| WORK ITEM |
From the data below, copy exactly the lines that lie between the one holding "by ROS estimation" and the one holding "pub struct RosRecord", including both, and nothing more.

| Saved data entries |
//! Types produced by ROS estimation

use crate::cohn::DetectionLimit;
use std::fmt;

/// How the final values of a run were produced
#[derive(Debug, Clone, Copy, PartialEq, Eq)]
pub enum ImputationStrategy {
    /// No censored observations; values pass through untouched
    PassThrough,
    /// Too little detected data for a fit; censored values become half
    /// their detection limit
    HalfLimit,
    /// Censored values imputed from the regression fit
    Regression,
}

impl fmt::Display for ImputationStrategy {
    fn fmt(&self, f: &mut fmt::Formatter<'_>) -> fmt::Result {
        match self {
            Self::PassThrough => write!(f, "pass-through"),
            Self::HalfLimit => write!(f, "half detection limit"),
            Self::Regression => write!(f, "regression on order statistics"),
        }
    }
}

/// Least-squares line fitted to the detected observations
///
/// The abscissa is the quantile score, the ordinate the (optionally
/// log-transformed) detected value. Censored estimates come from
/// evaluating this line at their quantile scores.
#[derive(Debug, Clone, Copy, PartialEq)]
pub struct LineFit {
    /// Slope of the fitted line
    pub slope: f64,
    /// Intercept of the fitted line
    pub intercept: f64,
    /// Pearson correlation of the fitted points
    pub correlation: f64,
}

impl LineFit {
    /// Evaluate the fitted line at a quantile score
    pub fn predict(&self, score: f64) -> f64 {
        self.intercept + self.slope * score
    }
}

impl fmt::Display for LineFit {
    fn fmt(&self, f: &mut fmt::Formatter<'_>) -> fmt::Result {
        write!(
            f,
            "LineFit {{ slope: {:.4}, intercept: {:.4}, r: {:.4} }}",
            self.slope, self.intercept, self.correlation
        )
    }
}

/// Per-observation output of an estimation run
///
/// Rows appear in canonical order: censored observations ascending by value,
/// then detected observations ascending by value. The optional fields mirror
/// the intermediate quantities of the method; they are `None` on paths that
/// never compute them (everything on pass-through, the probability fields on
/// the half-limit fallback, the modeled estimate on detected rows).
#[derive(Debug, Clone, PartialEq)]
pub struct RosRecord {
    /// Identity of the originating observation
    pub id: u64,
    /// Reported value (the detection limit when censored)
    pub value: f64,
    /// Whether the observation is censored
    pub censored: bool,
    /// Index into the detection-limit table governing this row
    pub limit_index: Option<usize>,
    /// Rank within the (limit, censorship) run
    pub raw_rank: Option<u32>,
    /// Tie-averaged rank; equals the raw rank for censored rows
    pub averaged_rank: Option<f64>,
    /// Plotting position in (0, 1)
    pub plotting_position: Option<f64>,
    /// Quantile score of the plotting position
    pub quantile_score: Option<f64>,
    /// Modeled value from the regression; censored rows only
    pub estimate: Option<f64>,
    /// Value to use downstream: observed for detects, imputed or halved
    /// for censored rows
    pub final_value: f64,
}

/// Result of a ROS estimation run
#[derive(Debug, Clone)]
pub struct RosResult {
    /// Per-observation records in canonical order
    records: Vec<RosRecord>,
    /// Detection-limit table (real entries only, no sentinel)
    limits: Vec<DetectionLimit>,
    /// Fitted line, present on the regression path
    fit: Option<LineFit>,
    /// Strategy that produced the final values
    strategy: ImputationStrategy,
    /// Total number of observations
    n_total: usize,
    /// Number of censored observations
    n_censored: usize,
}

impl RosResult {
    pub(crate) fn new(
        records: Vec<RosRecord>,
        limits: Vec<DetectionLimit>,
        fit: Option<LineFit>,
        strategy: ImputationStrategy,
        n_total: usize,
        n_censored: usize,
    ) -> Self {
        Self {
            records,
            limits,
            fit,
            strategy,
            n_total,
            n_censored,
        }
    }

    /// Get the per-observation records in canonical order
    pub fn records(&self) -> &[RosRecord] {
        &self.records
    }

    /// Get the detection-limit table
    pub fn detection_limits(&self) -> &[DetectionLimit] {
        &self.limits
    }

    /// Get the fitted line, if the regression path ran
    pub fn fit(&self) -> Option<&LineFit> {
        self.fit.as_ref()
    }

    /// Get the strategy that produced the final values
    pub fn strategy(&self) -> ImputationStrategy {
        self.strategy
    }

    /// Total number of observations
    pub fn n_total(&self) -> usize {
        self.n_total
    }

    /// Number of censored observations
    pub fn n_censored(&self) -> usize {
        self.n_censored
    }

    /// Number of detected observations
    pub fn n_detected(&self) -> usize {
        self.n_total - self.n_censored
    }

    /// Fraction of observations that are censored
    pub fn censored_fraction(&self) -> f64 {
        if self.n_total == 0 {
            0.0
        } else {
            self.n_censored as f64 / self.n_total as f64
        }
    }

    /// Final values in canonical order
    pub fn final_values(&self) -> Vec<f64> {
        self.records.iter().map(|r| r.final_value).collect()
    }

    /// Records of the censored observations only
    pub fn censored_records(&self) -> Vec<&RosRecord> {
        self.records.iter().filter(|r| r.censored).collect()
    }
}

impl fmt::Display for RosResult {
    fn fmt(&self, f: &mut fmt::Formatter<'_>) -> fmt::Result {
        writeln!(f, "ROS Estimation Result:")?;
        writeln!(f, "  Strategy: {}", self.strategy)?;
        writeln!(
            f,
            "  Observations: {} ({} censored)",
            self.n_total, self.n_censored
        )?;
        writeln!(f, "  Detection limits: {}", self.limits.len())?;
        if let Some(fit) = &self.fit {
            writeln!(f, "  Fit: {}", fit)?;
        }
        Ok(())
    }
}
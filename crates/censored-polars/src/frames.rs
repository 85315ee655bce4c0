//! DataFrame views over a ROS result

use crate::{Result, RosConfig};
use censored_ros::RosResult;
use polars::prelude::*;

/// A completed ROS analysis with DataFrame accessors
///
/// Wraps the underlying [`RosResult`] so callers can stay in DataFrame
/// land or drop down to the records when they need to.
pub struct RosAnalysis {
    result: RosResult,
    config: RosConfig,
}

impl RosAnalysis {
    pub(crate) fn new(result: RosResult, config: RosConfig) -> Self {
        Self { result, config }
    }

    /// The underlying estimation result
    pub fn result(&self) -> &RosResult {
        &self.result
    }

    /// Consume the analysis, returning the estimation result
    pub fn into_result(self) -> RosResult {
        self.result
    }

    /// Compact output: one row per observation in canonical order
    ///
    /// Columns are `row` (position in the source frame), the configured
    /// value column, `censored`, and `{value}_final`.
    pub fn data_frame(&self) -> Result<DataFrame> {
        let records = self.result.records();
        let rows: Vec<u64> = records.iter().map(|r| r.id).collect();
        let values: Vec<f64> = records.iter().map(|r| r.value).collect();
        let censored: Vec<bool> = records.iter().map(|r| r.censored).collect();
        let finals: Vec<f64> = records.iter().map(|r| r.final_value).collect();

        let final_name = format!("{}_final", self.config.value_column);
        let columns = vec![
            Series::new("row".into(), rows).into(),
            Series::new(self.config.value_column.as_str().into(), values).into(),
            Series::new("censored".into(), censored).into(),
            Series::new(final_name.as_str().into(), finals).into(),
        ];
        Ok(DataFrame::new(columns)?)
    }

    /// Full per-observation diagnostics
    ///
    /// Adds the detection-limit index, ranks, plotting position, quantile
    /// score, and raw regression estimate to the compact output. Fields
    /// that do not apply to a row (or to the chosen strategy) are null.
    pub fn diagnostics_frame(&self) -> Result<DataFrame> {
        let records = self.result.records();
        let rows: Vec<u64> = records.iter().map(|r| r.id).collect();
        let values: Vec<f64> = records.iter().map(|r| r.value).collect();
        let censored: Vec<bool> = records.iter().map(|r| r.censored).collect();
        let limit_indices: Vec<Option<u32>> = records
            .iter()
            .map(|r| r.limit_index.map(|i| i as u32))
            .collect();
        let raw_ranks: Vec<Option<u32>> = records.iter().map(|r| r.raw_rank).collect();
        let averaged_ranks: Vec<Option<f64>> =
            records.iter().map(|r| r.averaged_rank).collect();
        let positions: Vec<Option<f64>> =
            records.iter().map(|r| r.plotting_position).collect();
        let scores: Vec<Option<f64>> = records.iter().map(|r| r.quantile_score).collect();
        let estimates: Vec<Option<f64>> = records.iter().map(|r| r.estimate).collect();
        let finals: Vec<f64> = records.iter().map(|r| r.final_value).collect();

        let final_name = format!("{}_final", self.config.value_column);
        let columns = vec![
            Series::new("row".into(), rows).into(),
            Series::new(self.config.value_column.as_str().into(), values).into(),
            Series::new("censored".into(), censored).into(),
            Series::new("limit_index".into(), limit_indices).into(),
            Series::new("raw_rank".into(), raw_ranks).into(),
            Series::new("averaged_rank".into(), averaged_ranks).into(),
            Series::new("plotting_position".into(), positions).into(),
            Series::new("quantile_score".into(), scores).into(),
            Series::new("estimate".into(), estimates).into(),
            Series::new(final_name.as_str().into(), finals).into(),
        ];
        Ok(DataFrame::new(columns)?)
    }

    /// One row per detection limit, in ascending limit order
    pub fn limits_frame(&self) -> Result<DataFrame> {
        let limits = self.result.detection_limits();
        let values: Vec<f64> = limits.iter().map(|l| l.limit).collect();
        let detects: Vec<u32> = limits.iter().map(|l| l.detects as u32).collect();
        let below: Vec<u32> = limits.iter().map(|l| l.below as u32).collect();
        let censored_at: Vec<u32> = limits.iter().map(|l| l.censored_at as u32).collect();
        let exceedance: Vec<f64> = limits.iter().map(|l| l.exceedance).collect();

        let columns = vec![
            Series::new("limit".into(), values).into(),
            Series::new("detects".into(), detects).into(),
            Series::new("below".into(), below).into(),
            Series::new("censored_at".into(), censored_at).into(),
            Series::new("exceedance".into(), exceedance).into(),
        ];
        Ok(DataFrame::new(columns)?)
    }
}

...

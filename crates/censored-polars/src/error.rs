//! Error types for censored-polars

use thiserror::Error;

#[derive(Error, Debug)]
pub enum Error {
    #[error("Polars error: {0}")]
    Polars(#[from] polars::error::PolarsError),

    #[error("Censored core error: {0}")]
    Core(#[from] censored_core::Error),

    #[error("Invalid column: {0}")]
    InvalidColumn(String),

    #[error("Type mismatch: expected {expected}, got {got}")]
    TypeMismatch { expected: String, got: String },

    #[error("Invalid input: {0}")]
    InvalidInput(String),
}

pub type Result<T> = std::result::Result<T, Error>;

* * *

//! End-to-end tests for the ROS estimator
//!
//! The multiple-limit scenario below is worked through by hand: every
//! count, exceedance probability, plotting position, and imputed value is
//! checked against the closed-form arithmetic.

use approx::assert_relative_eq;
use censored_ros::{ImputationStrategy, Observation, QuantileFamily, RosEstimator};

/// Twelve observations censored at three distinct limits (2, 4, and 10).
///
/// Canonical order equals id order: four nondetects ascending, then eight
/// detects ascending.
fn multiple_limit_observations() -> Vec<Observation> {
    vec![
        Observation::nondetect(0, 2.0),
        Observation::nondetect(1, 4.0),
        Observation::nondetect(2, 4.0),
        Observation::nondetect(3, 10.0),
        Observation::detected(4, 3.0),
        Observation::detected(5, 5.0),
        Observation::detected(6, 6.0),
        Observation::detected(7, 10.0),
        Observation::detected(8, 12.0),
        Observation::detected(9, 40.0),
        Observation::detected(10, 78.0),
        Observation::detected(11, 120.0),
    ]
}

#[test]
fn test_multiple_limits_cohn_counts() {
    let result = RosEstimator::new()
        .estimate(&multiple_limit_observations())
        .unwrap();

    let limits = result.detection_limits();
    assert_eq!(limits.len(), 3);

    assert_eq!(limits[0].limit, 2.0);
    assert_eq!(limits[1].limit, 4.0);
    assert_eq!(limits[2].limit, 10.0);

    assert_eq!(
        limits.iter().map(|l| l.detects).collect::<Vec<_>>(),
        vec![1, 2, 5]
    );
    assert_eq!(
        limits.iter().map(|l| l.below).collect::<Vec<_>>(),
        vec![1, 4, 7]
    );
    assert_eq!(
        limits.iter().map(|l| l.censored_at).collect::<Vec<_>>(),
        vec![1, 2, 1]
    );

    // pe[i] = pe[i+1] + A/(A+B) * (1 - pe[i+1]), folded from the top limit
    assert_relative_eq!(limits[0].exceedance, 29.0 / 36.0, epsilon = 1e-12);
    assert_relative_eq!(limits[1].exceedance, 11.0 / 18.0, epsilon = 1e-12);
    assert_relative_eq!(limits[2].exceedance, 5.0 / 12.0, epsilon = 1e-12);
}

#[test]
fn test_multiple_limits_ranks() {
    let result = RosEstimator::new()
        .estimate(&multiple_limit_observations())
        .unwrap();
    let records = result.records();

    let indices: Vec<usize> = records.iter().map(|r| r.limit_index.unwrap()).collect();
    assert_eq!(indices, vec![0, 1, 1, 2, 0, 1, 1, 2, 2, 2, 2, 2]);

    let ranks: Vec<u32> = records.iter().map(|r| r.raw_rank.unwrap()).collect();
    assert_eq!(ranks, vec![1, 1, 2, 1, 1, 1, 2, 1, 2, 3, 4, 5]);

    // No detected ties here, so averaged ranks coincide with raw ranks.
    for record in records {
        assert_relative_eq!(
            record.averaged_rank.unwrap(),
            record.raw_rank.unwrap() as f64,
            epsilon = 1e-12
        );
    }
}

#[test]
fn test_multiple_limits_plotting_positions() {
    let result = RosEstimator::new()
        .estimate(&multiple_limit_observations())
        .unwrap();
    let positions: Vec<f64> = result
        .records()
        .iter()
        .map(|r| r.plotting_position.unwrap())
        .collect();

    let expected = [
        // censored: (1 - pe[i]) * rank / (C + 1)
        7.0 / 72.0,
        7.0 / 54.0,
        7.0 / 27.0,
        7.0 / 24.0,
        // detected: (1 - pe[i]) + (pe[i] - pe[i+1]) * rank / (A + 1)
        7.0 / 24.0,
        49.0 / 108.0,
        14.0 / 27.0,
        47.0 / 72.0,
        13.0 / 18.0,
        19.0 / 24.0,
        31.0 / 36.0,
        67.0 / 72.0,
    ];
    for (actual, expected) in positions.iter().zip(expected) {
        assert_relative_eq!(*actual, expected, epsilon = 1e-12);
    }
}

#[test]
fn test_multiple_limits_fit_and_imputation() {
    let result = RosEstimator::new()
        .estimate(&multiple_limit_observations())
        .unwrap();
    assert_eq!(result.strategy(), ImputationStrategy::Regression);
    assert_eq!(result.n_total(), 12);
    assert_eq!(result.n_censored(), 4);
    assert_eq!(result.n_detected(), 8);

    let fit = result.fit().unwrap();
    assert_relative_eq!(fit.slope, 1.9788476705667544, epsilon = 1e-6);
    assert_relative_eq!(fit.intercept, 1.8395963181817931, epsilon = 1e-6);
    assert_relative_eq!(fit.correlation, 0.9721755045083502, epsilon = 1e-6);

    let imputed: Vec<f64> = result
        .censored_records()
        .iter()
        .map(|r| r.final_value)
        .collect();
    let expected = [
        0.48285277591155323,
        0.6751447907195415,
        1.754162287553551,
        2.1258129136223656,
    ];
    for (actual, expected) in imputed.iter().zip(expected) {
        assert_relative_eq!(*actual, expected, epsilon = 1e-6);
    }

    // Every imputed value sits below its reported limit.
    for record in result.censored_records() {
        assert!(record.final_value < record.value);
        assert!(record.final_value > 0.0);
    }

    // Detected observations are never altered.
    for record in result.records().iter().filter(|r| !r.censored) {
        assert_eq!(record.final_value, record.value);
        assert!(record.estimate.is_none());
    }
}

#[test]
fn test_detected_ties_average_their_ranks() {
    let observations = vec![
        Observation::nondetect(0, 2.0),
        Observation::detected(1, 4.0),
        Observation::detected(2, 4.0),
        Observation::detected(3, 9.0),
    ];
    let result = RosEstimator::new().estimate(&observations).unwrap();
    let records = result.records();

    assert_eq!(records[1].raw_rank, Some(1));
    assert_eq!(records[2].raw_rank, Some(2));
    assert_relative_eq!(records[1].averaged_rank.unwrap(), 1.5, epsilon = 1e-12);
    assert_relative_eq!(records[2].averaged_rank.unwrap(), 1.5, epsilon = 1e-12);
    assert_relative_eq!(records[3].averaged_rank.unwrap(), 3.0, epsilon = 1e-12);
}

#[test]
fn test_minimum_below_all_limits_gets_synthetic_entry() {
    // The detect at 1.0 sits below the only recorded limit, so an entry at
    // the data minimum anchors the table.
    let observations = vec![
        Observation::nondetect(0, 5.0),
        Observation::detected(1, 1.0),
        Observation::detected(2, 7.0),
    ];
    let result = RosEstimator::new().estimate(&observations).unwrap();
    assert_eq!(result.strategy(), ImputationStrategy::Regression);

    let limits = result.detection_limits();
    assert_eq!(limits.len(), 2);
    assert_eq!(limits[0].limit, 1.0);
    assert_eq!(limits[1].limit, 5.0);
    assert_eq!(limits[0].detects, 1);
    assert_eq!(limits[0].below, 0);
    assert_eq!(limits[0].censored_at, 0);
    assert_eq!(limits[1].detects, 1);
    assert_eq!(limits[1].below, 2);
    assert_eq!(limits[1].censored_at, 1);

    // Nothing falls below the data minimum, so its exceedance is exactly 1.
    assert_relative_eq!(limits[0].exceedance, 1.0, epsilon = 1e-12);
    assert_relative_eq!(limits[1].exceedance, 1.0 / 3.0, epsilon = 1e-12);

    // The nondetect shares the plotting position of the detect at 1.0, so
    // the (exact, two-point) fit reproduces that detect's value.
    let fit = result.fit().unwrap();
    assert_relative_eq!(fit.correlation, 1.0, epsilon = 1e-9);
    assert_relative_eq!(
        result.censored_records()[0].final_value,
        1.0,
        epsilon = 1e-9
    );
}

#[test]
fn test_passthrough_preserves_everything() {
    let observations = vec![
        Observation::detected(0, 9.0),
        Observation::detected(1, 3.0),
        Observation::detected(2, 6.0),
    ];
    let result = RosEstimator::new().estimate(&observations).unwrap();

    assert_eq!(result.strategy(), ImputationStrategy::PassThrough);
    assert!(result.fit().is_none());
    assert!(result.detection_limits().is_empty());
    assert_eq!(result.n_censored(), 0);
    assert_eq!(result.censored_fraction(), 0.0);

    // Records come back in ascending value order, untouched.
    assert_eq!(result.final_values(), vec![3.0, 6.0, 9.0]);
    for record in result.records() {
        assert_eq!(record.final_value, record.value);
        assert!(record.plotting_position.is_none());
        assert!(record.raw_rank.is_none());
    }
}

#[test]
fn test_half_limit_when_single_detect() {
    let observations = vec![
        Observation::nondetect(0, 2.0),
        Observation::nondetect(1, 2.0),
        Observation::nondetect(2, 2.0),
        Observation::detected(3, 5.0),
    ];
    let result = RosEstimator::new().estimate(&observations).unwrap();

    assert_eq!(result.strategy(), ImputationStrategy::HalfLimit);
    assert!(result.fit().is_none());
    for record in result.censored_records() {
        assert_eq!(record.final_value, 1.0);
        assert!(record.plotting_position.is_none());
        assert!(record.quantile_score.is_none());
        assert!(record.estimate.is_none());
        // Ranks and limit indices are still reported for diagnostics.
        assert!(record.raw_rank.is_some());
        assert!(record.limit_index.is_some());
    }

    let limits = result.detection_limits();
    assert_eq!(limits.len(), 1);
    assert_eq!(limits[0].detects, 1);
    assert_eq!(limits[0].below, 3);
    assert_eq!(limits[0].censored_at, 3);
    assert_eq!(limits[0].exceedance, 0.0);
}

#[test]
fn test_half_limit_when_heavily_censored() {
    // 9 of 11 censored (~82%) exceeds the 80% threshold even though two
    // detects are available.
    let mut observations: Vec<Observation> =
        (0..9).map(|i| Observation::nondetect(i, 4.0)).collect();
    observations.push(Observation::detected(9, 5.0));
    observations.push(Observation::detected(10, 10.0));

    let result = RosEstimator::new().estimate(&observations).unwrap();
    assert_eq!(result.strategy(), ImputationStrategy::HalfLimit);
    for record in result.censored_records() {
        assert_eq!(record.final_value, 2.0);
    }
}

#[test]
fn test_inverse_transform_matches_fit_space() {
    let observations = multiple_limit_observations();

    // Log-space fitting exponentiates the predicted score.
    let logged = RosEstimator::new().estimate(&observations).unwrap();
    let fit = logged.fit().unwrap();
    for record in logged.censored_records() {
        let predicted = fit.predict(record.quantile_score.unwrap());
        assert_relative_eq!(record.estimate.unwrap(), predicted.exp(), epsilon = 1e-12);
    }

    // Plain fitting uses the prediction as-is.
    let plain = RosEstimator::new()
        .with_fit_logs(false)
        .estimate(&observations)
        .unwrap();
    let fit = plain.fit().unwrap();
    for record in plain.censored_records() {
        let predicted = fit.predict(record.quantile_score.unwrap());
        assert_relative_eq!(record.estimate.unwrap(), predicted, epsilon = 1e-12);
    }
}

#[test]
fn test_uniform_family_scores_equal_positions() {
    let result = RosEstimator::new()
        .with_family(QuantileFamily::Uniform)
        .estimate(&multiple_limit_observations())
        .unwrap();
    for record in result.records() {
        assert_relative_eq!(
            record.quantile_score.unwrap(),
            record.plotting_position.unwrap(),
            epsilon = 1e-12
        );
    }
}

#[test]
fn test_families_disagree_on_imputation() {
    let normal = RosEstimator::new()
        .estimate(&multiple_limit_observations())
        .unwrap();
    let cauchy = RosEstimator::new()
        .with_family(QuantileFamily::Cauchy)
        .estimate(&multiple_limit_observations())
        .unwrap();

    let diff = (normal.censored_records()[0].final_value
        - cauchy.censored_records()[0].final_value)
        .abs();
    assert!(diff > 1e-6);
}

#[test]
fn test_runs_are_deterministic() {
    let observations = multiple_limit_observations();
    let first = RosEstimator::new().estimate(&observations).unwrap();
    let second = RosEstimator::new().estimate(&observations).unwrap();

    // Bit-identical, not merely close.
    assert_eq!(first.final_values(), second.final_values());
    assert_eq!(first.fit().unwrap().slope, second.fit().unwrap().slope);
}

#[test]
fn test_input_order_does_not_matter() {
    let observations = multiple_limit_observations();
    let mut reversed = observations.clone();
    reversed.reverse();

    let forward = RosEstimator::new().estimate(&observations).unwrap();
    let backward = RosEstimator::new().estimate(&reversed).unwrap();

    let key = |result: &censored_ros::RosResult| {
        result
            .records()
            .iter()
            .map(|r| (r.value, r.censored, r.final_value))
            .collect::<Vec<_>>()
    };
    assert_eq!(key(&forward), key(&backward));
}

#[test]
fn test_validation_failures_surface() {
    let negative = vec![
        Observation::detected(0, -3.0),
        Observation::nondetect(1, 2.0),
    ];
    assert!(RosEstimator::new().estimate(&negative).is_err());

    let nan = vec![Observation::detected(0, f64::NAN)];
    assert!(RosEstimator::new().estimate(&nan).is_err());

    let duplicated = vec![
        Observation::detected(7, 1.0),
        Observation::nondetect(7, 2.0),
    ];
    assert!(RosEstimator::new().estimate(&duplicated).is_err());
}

| ANSWER SPACE |
//! Types produced by ROS estimation

use crate::cohn::DetectionLimit;
use std::fmt;

/// How the final values of a run were produced
#[derive(Debug, Clone, Copy, PartialEq, Eq)]
pub enum ImputationStrategy {
    /// No censored observations; values pass through untouched
    PassThrough,
    /// Too little detected data for a fit; censored values become half
    /// their detection limit
    HalfLimit,
    /// Censored values imputed from the regression fit
    Regression,
}

impl fmt::Display for ImputationStrategy {
    fn fmt(&self, f: &mut fmt::Formatter<'_>) -> fmt::Result {
        match self {
            Self::PassThrough => write!(f, "pass-through"),
            Self::HalfLimit => write!(f, "half detection limit"),
            Self::Regression => write!(f, "regression on order statistics"),
        }
    }
}

/// Least-squares line fitted to the detected observations
///
/// The abscissa is the quantile score, the ordinate the (optionally
/// log-transformed) detected value. Censored estimates come from
/// evaluating this line at their quantile scores.
#[derive(Debug, Clone, Copy, PartialEq)]
pub struct LineFit {
    /// Slope of the fitted line
    pub slope: f64,
    /// Intercept of the fitted line
    pub intercept: f64,
    /// Pearson correlation of the fitted points
    pub correlation: f64,
}

impl LineFit {
    /// Evaluate the fitted line at a quantile score
    pub fn predict(&self, score: f64) -> f64 {
        self.intercept + self.slope * score
    }
}

impl fmt::Display for LineFit {
    fn fmt(&self, f: &mut fmt::Formatter<'_>) -> fmt::Result {
        write!(
            f,
            "LineFit {{ slope: {:.4}, intercept: {:.4}, r: {:.4} }}",
            self.slope, self.intercept, self.correlation
        )
    }
}

/// Per-observation output of an estimation run
///
/// Rows appear in canonical order: censored observations ascending by value,
/// then detected observations ascending by value. The optional fields mirror
/// the intermediate quantities of the method; they are `None` on paths that
/// never compute them (everything on pass-through, the probability fields on
/// the half-limit fallback, the modeled estimate on detected rows).
#[derive(Debug, Clone, PartialEq)]
pub struct RosRecord {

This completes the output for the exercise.